I enjoy basketball, soccer and other more popular team sports too. But it can be difficult to gauge one’s progress compared to the clarity of track and field. And in other sports, a promising athlete can sometimes be wrongly overlooked by a coach. My sons have both played soccer and frequently found themselves riding the bench and wondering why. It can be difficult to convince a coach that you’re a better defender than someone else on the team. But in track, if you can run faster and jump and throw further, no coach who wants to win will bench you.

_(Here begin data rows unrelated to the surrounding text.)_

//! Command and query execution against a Document.
//!
//! This module connects the abstract Command/Query types to the actual
//! document operations, executing them and returning results.

use crate::{
    Command, CommandResult, NodeInfo, NodeQuery, PageInfo, Query, QueryResult, Target,
};
use node::{Container, Frame, Node, NodeId, Style};
use scene_graph::{Document, SceneError};

type Result<T> = std::result::Result<T, SceneError>;

/// Execute a command against a document.
///
/// Failures are reported as [`CommandResult::Error`]; a failed command
/// leaves the document as it was before that command.
pub fn execute_command(doc: &mut Document, command: Command) -> CommandResult {
    match execute_command_inner(doc, command) {
        Ok(result) => result,
        Err(err) => {
            log::warn!("command rejected: {err}");
            CommandResult::error(err.to_string())
        }
    }
}

fn execute_command_inner(doc: &mut Document, command: Command) -> Result<CommandResult> {
    match command {
        Command::AddPage { name } => {
            doc.add_page(name);
            Ok(CommandResult::success())
        }

        Command::SelectPage { page } => {
            doc.select_page(page)?;
            Ok(CommandResult::success())
        }

        Command::RenamePage { page, name } => {
            doc.rename_page(page, name)?;
            Ok(CommandResult::success())
        }

        Command::RemovePage { page } => Ok(CommandResult::deleted(doc.remove_page(page)?)),

        Command::CreateArtboard { page, frame, name } => {
            let page = match page {
                Some(page) => page,
                None => doc.selected_page_id()?,
            };
            let id = doc.create_artboard(page, frame, name.as_deref())?;
            Ok(CommandResult::created(vec![id]))
        }

        Command::CreateShape {
            parent,
            shape_type,
            frame,
            fills,
            borders,
            name,
        } => {
            let parent = container_or_selected_page(doc, parent)?;
            let mut shape = Node::shape(shape_type, frame, Style::new(fills, borders));
            shape.name = name;
            let id = doc.insert(parent, shape)?;
            Ok(CommandResult::created(vec![id]))
        }

        Command::ClearChildren { container } => {
            let container = container_or_selected_page(doc, container)?;
            Ok(CommandResult::deleted(doc.clear_children(container)?))
        }

        Command::Reparent { node, parent } => {
            doc.reparent(node, parent)?;
            Ok(CommandResult::modified(vec![node]))
        }

        Command::Delete { target } => {
            let Some(ids) = resolve_existing(doc, &target)? else {
                return Ok(CommandResult::success());
            };
            let mut deleted = Vec::new();
            for id in ids {
                // Already destroyed along with an ancestor earlier in the list.
                if !doc.contains(id) {
                    continue;
                }
                deleted.extend(doc.remove(id)?);
            }
            Ok(CommandResult::deleted(deleted))
        }

        Command::Select {
            target,
            add_to_selection,
        } => {
            let ids = resolve_target(doc, &target)?;
            if add_to_selection {
                doc.select(ids)?;
            } else {
                doc.set_selection(ids)?;
            }
            Ok(CommandResult::success())
        }

        Command::ClearSelection => {
            doc.clear_selection();
            Ok(CommandResult::success())
        }

        Command::SelectAll => {
            doc.select_all()?;
            Ok(CommandResult::success())
        }

        Command::Move { target, delta } => {
            let Some(ids) = resolve_existing(doc, &target)? else {
                return Ok(CommandResult::success());
            };
            let ids = outermost(doc, ids);
            let moved = ids
                .iter()
                .map(|id| frame_of(doc, *id).and_then(|frame| Ok(frame.translate(delta)?)))
                .collect::<Result<Vec<Frame>>>()?;
            for (id, frame) in ids.iter().zip(moved) {
                doc.set_frame(*id, frame)?;
            }
            Ok(CommandResult::modified(ids))
        }

        Command::SetFrame { target, frame } => {
            let Some(ids) = resolve_existing(doc, &target)? else {
                return Ok(CommandResult::success());
            };
            let ids = outermost(doc, ids);
            for id in &ids {
                doc.set_frame(*id, frame)?;
            }
            Ok(CommandResult::modified(ids))
        }

        Command::SetStyle {
            target,
            fills,
            borders,
        } => {
            let Some(ids) = resolve_existing(doc, &target)? else {
                return Ok(CommandResult::success());
            };
            let style = Style::new(fills, borders);
            let mut modified = Vec::new();
            for id in ids {
                if doc.node(id).is_some_and(Node::is_artboard) {
                    continue;
                }
                doc.set_style(id, style.clone())?;
                modified.push(id);
            }
            Ok(CommandResult::modified(modified))
        }

        Command::Rename { node, name } => {
            doc.set_node_name(node, name)?;
            Ok(CommandResult::modified(vec![node]))
        }

        Command::Batch { commands } => {
            let mut all_created = Vec::new();
            let mut all_modified = Vec::new();
            let mut all_deleted = Vec::new();

            for cmd in commands {
                match execute_command(doc, cmd) {
                    CommandResult::Success {
                        created,
                        modified,
                        deleted,
                    } => {
                        all_created.extend(created);
                        all_modified.extend(modified);
                        all_deleted.extend(deleted);
                    }
                    CommandResult::Error { message } => {
                        return Ok(CommandResult::error(format!("Batch failed: {}", message)));
                    }
                }
            }

            Ok(CommandResult::Success {
                created: all_created,
                modified: all_modified,
                deleted: all_deleted,
            })
        }
    }
}

/// Execute a query against a document.
pub fn execute_query(doc: &Document, query: Query) -> QueryResult {
    match execute_query_inner(doc, query) {
        Ok(result) => result,
        Err(err) => {
            log::warn!("query rejected: {err}");
            QueryResult::error(err.to_string())
        }
    }
}

fn execute_query_inner(doc: &Document, query: Query) -> Result<QueryResult> {
    match query {
        Query::GetSelection => Ok(QueryResult::Selection {
            ids: doc.selection().ids().to_vec(),
        }),

        Query::GetSelectedLayers => Ok(QueryResult::Lines {
            lines: doc.selection().report_lines(),
        }),

        Query::GetPages => Ok(QueryResult::Pages {
            pages: doc
                .pages()
                .iter()
                .map(|page| PageInfo::from_page(doc, page))
                .collect(),
        }),

        Query::GetNode { id } => Ok(QueryResult::Node {
            node: doc.node(id).map(|node| NodeInfo::from_document(doc, node)),
        }),

        Query::GetNodes { target } => {
            let ids = resolve_target(doc, &target)?;
            Ok(QueryResult::Nodes {
                nodes: node_infos(doc, &ids),
            })
        }

        Query::GetChildren { container } => {
            let container = container_or_selected_page(doc, container)?;
            let ids = doc.children(container)?;
            Ok(QueryResult::Nodes {
                nodes: node_infos(doc, ids),
            })
        }

        Query::GetNodeCount => Ok(QueryResult::Count { count: doc.len() }),

        Query::GetBounds { container } => {
            let container = container_or_selected_page(doc, container)?;
            let bounds = doc
                .child_nodes(container)?
                .into_iter()
                .map(|node| node.frame)
                .reduce(|acc, frame| acc.union(&frame));

            Ok(QueryResult::Bounds {
                min: bounds.map(|frame| frame.origin()),
                max: bounds.map(|frame| frame.max()),
            })
        }
    }
}

fn container_or_selected_page(doc: &Document, container: Option<Container>) -> Result<Container> {
    match container {
        Some(container) => Ok(container),
        None => Ok(Container::Page(doc.selected_page_id()?)),
    }
}

fn frame_of(doc: &Document, id: NodeId) -> Result<Frame> {
    doc.node(id)
        .map(|node| node.frame)
        .ok_or(SceneError::NodeNotFound(id))
}

/// Drops ids whose ancestor is also in `ids`.
///
/// Frames are relative to the parent, so a child already follows its
/// ancestor and must not be positioned a second time.
fn outermost(doc: &Document, ids: Vec<NodeId>) -> Vec<NodeId> {
    ids.iter()
        .copied()
        .filter(|id| !ids.iter().any(|other| doc.is_ancestor(*other, *id)))
        .collect()
}

fn node_infos(doc: &Document, ids: &[NodeId]) -> Vec<NodeInfo> {
    ids.iter()
        .filter_map(|id| doc.node(*id))
        .map(|node| NodeInfo::from_document(doc, node))
        .collect()
}

/// Resolve a target for a mutating command, checking every id exists.
///
/// Returns `None` when the target is an empty selection, which is not an
/// error: there is simply nothing to act on.
fn resolve_existing(doc: &Document, target: &Target) -> Result<Option<Vec<NodeId>>> {
    if matches!(target, Target::Selection) && doc.selection().is_empty() {
        log::info!("{}", SceneError::EmptySelection);
        return Ok(None);
    }
    let ids = resolve_target(doc, target)?;
    if let Some(missing) = ids.iter().find(|id| !doc.contains(**id)) {
        return Err(SceneError::NodeNotFound(*missing));
    }
    Ok(Some(ids))
}

/// Resolve a target to a list of node IDs.
fn resolve_target(doc: &Document, target: &Target) -> Result<Vec<NodeId>> {
    match target {
        Target::Selection => Ok(doc.selection().ids().to_vec()),
        Target::Node(id) => Ok(vec![*id]),
        Target::Nodes(ids) => Ok(ids.clone()),
        Target::All => doc.descendants(doc.selected_page_id()?),
        Target::Query(query) => resolve_node_query(doc, query),
    }
}

/// Resolve a node query to matching IDs, searching every page.
fn resolve_node_query(doc: &Document, query: &NodeQuery) -> Result<Vec<NodeId>> {
    match query {
        NodeQuery::ByName(name) => Ok(doc.find_by_name(name)),
        NodeQuery::ByShapeType(shape_type) => Ok(all_nodes(doc)
            .into_iter()
            .filter(|id| doc.node(*id).and_then(Node::shape_type) == Some(*shape_type))
            .collect()),
        NodeQuery::Artboards => Ok(all_nodes(doc)
            .into_iter()
            .filter(|id| doc.node(*id).is_some_and(Node::is_artboard))
            .collect()),
        NodeQuery::ChildrenOf(container) => Ok(doc.children(*container)?.to_vec()),
    }
}

fn all_nodes(doc: &Document) -> Vec<NodeId> {
    doc.pages()
        .iter()
        .flat_map(|page| doc.descendants(page.id()).unwrap_or_default())
        .collect()
}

Two seasons into my experiment as a track coach, I’ve found that I understand the world my children inhabit much better than before. Now, when my sons tell me stories about someone in their classes, I often know the kid, and can also recall their time in the 100-meter dash. Now, for a month each February, I have an escape, an opportunity to try to build the best Catholic junior high school track team possible, and hopefully teach the kids, and myself, some life lessons along the way. Our season has just begun, but I already know that the small victories our team has achieved will stay with us for a lifetime.